Lors de sa visite à Moscou, John Ratcliffe n'a pas rencontré Vladimir Poutine, le président russe, mais a échangé avec des responsables du renseignement russe. Un porte-parole du Kremlin a confirmé que la visite avait pour but des échanges « entre services secrets ». Cette rencontre illustre la volonté des États-Unis de maintenir un canal de communication avec la Russie, malgré les tensions diplomatiques. Du côté américain, la Maison-Blanche, dirigée par Donald Trump, a minimisé l'importance de cette visite en la qualifiant de « quasi-routine ». Trump a également évoqué la nécessité d'arrêter la guerre en Ukraine, confirmant que l'Europe reste un sujet central dans les relations entre les deux pays.
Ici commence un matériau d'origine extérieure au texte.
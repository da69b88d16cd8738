use chrono::Utc;
use rusqlite::types::Type;
use rusqlite::{params, Connection, OptionalExtension, Row};

use super::Store;
use crate::error::{NovelError, Result};
use crate::model::{ContentVersion, VersionId, VersionParent, VersionedKind};

const VERSION_COLUMNS: &str =
    "id, parent_kind, parent_id, version_number, title, content, author, description, created_at";

fn parent_from_columns(kind: &str, id: &str) -> rusqlite::Result<VersionParent> {
    let bad = |idx: usize, msg: String| {
        rusqlite::Error::FromSqlConversionFailure(idx, Type::Text, msg.into())
    };
    let kind = VersionedKind::parse(kind).ok_or_else(|| bad(1, format!("unknown parent kind '{kind}'")))?;
    let parent = match kind {
        VersionedKind::Chapter => id.parse().map(VersionParent::Chapter),
        VersionedKind::Plan => id.parse().map(VersionParent::Plan),
        VersionedKind::Technique => id.parse().map(VersionParent::Technique),
    };
    parent.map_err(|e| bad(2, e.to_string()))
}

fn version_from_row(row: &Row<'_>) -> rusqlite::Result<ContentVersion> {
    let kind: String = row.get(1)?;
    let parent_id: String = row.get(2)?;
    Ok(ContentVersion {
        id: row.get(0)?,
        parent: parent_from_columns(&kind, &parent_id)?,
        number: row.get(3)?,
        title: row.get(4)?,
        content: row.get(5)?,
        author: row.get(6)?,
        description: row.get(7)?,
        created_at: row.get(8)?,
    })
}

/// `max(existing) + 1` for `parent`, read inside the caller's transaction.
pub(crate) fn next_version_number_on(conn: &Connection, parent: VersionParent) -> Result<u32> {
    let max: u32 = conn.query_row(
        "SELECT COALESCE(MAX(version_number), 0) FROM content_versions
         WHERE parent_kind = ?1 AND parent_id = ?2",
        params![parent.kind().as_str(), parent.id_string()],
        |row| row.get(0),
    )?;
    Ok(max + 1)
}

/// Append a snapshot row. The unique key on `(parent_kind, parent_id,
/// version_number)` rejects a concurrently taken number.
pub(crate) fn insert_version_on(
    conn: &Connection,
    parent: VersionParent,
    title: &str,
    content: &str,
    author: &str,
    description: &str,
) -> Result<ContentVersion> {
    let version = ContentVersion {
        id: VersionId::new(),
        parent,
        number: next_version_number_on(conn, parent)?,
        title: title.to_string(),
        content: content.to_string(),
        author: author.to_string(),
        description: description.to_string(),
        created_at: Utc::now(),
    };
    conn.execute(
        &format!(
            "INSERT INTO content_versions ({VERSION_COLUMNS})
             VALUES (?1, ?2, ?3, ?4, ?5, ?6, ?7, ?8, ?9)"
        ),
        params![
            version.id,
            parent.kind().as_str(),
            parent.id_string(),
            version.number,
            version.title,
            version.content,
            version.author,
            version.description,
            version.created_at
        ],
    )
    .map_err(|e| {
        super::conflict_on_unique(
            e,
            format!("version {} of {} was taken concurrently", version.number, parent.id_string()),
        )
    })?;
    tracing::debug!(
        parent = %parent.id_string(),
        kind = parent.kind().as_str(),
        number = version.number,
        "version snapshot"
    );
    Ok(version)
}

pub(crate) fn get_version_on(conn: &Connection, id: VersionId) -> Result<ContentVersion> {
    conn.query_row(
        &format!("SELECT {VERSION_COLUMNS} FROM content_versions WHERE id = ?1"),
        params![id],
        version_from_row,
    )
    .optional()?
    .ok_or_else(|| NovelError::not_found("ContentVersion", id))
}

impl Store {
    pub fn get_version(&self, id: VersionId) -> Result<ContentVersion> {
        self.read(|conn| get_version_on(conn, id))
    }

    /// All snapshots of `parent`, oldest first.
    pub fn list_versions(&self, parent: VersionParent) -> Result<Vec<ContentVersion>> {
        self.read(|conn| {
            let mut stmt = conn.prepare(&format!(
                "SELECT {VERSION_COLUMNS} FROM content_versions
                 WHERE parent_kind = ?1 AND parent_id = ?2
                 ORDER BY version_number"
            ))?;
            let versions = stmt
                .query_map(
                    params![parent.kind().as_str(), parent.id_string()],
                    version_from_row,
                )?
                .collect::<rusqlite::Result<Vec<_>>>()?;
            Ok(versions)
        })
    }
}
Contexte militaire et tensions

Quelques jours avant la visite de Ratcliffe, une opération aérienne massive de l'OTAN a eu lieu près de Kaliningrad, une enclave russe située entre la Pologne et la Lituanie. Cette opération impliquait des avions radar et des avions de chasse, ainsi qu'un EA-37B Compass Call, un avion de guerre électronique américain conçu pour brouiller les communications ennemies. Bien que les raisons de cette opération n'aient pas été officiellement expliquées, elle s'ajoute à un climat de tensions militaires accrues. Ces mouvements stratégiques, combinés à la visite de Ratcliffe, reflètent une période de grande prudence et de préparation à d'éventuels conflits entre la Russie et l'OTAN.

Ce que ça pourrait changer

En plus des tensions avec l'OTAN, la visite de Ratcliffe à Moscou aurait également porté sur d'autres sujets, comme le conflit en Iran et la fermeture du détroit d'*Ormuz*, une voie maritime stratégique pour le transport du pétrole. Ratcliffe a indiqué que de nouvelles sanctions pourraient être imposées si le détroit n'était pas rouvert. Cependant, ces sujets semblent avoir été secondaires par rapport à la principale mise en garde concernant l'OTAN. Les médias américains, comme CBS News, ont souligné que la visite avait pour but de prévenir une escalade des tensions, tout en maintenant un dialogue discret avec la Russie.